---------- The data ----------

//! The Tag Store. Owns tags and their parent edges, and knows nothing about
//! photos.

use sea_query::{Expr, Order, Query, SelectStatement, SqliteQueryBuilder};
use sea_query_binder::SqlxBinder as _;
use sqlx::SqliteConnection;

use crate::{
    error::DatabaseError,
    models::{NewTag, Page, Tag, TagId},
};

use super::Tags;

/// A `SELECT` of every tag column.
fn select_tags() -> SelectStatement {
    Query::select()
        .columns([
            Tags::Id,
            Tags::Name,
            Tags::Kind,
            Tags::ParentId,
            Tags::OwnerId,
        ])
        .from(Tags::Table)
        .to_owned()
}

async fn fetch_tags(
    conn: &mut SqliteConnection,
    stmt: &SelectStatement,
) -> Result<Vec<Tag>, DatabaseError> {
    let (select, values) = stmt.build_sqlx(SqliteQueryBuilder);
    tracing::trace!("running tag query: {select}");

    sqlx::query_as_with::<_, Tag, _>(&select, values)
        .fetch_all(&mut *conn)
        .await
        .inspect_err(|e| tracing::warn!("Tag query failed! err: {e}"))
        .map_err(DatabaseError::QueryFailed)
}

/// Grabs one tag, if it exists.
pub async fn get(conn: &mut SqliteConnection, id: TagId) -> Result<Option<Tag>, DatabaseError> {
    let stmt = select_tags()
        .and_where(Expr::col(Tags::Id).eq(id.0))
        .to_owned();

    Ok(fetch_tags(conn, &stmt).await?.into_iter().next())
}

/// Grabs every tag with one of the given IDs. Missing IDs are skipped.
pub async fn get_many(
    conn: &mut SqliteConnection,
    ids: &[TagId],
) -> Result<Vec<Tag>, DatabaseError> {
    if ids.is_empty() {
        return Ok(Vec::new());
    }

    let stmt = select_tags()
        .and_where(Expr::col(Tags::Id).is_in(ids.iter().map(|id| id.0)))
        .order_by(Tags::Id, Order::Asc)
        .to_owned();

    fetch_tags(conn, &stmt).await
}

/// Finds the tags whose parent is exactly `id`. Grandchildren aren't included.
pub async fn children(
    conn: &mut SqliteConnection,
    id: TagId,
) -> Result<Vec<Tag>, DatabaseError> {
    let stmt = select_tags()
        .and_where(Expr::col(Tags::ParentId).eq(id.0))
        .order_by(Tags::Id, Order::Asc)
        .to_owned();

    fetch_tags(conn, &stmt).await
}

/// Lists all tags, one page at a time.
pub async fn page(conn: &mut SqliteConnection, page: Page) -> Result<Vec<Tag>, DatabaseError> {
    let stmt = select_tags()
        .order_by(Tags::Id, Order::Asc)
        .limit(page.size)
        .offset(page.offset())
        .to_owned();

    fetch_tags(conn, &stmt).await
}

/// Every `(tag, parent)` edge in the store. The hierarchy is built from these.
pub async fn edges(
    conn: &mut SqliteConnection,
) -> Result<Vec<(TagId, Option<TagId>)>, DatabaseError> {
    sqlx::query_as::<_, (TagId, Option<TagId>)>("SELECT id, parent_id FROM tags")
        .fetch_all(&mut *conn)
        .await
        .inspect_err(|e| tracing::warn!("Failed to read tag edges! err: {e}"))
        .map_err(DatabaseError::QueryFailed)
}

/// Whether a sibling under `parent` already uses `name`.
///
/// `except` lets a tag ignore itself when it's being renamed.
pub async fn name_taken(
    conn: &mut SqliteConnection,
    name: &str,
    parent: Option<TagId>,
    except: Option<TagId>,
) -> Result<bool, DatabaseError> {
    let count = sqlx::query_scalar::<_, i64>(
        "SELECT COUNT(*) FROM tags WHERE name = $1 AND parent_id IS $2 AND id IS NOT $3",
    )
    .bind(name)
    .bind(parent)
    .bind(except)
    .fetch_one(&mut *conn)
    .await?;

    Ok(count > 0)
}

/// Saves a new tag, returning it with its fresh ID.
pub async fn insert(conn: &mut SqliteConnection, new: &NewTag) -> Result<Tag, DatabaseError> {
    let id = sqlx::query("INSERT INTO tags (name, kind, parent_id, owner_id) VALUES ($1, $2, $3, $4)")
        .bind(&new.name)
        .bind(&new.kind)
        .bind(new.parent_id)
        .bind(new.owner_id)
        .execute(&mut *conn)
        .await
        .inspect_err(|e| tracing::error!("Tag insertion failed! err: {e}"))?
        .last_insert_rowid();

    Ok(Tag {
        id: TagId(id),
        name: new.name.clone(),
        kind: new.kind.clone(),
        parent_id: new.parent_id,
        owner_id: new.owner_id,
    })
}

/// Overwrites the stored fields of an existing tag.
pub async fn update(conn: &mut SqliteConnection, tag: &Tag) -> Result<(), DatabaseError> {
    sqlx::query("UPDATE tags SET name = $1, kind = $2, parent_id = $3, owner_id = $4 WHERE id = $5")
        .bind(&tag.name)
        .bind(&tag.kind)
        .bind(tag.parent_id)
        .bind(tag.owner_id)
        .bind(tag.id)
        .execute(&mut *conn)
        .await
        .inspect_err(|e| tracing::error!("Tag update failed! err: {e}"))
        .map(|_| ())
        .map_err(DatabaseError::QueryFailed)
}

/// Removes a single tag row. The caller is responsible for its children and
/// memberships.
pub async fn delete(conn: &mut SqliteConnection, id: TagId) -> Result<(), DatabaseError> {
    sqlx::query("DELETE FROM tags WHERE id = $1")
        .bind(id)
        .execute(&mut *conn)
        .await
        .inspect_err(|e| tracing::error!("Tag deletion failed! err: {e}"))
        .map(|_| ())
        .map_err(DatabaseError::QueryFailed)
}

----------
---------- The data ----------

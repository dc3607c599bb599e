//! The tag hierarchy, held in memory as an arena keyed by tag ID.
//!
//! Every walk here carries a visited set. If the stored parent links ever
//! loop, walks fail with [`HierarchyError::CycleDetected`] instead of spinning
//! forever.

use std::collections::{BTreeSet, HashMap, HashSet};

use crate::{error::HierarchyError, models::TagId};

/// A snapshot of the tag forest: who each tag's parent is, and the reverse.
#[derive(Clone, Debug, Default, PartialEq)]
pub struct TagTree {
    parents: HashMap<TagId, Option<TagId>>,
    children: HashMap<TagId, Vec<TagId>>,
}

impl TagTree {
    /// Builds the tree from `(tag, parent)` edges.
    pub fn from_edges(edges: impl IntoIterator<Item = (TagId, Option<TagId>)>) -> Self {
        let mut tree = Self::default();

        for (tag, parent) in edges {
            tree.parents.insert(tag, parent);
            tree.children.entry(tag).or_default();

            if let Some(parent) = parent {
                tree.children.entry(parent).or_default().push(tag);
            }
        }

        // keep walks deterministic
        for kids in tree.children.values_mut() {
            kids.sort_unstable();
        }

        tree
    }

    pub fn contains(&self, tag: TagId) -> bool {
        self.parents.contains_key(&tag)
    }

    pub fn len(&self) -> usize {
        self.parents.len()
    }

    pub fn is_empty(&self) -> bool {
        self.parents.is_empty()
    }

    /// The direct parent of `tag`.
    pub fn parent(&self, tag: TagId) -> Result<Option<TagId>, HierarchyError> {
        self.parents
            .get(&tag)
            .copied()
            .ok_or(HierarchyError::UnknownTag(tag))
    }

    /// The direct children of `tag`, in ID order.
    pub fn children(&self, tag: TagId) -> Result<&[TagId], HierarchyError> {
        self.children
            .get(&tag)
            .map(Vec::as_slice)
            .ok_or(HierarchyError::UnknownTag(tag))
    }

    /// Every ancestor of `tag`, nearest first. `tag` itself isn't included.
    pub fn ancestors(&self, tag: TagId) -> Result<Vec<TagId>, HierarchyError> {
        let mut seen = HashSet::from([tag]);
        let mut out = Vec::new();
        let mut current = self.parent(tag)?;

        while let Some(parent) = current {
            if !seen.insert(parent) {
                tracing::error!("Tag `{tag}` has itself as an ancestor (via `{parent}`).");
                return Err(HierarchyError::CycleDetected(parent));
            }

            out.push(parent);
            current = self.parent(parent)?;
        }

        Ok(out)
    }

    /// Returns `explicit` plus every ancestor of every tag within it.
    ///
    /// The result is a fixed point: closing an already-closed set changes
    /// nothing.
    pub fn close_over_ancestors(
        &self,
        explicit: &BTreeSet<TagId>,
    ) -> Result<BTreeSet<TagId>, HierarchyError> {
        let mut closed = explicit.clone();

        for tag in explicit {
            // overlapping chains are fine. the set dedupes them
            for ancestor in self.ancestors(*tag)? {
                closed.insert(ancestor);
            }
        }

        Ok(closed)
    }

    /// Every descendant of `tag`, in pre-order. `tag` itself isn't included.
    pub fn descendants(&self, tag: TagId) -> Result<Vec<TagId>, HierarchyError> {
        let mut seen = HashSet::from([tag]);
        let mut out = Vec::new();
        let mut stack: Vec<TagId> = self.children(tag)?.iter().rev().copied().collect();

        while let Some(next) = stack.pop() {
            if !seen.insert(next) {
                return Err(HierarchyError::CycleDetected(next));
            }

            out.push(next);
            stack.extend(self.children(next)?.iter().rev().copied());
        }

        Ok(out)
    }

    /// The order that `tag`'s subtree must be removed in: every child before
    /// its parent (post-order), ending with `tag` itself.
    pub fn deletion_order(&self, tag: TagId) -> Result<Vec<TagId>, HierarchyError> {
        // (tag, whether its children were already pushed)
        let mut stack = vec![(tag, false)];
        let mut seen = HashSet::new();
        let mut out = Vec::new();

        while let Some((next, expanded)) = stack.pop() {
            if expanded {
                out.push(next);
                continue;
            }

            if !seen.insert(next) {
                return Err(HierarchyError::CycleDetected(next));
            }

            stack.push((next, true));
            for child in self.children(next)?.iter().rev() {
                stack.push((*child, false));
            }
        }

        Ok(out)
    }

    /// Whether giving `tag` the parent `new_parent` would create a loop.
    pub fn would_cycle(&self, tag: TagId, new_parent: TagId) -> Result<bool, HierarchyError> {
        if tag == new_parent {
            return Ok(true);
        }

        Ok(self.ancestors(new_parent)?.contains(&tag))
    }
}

----------

Task to carry out :: All the lines that hold the word "NewTag" must appear in the answer, copied from the records.

Output of the task ::
    models::{NewTag, Page, Tag, TagId},
pub async fn insert(conn: &mut SqliteConnection, new: &NewTag) -> Result<Tag, DatabaseError> {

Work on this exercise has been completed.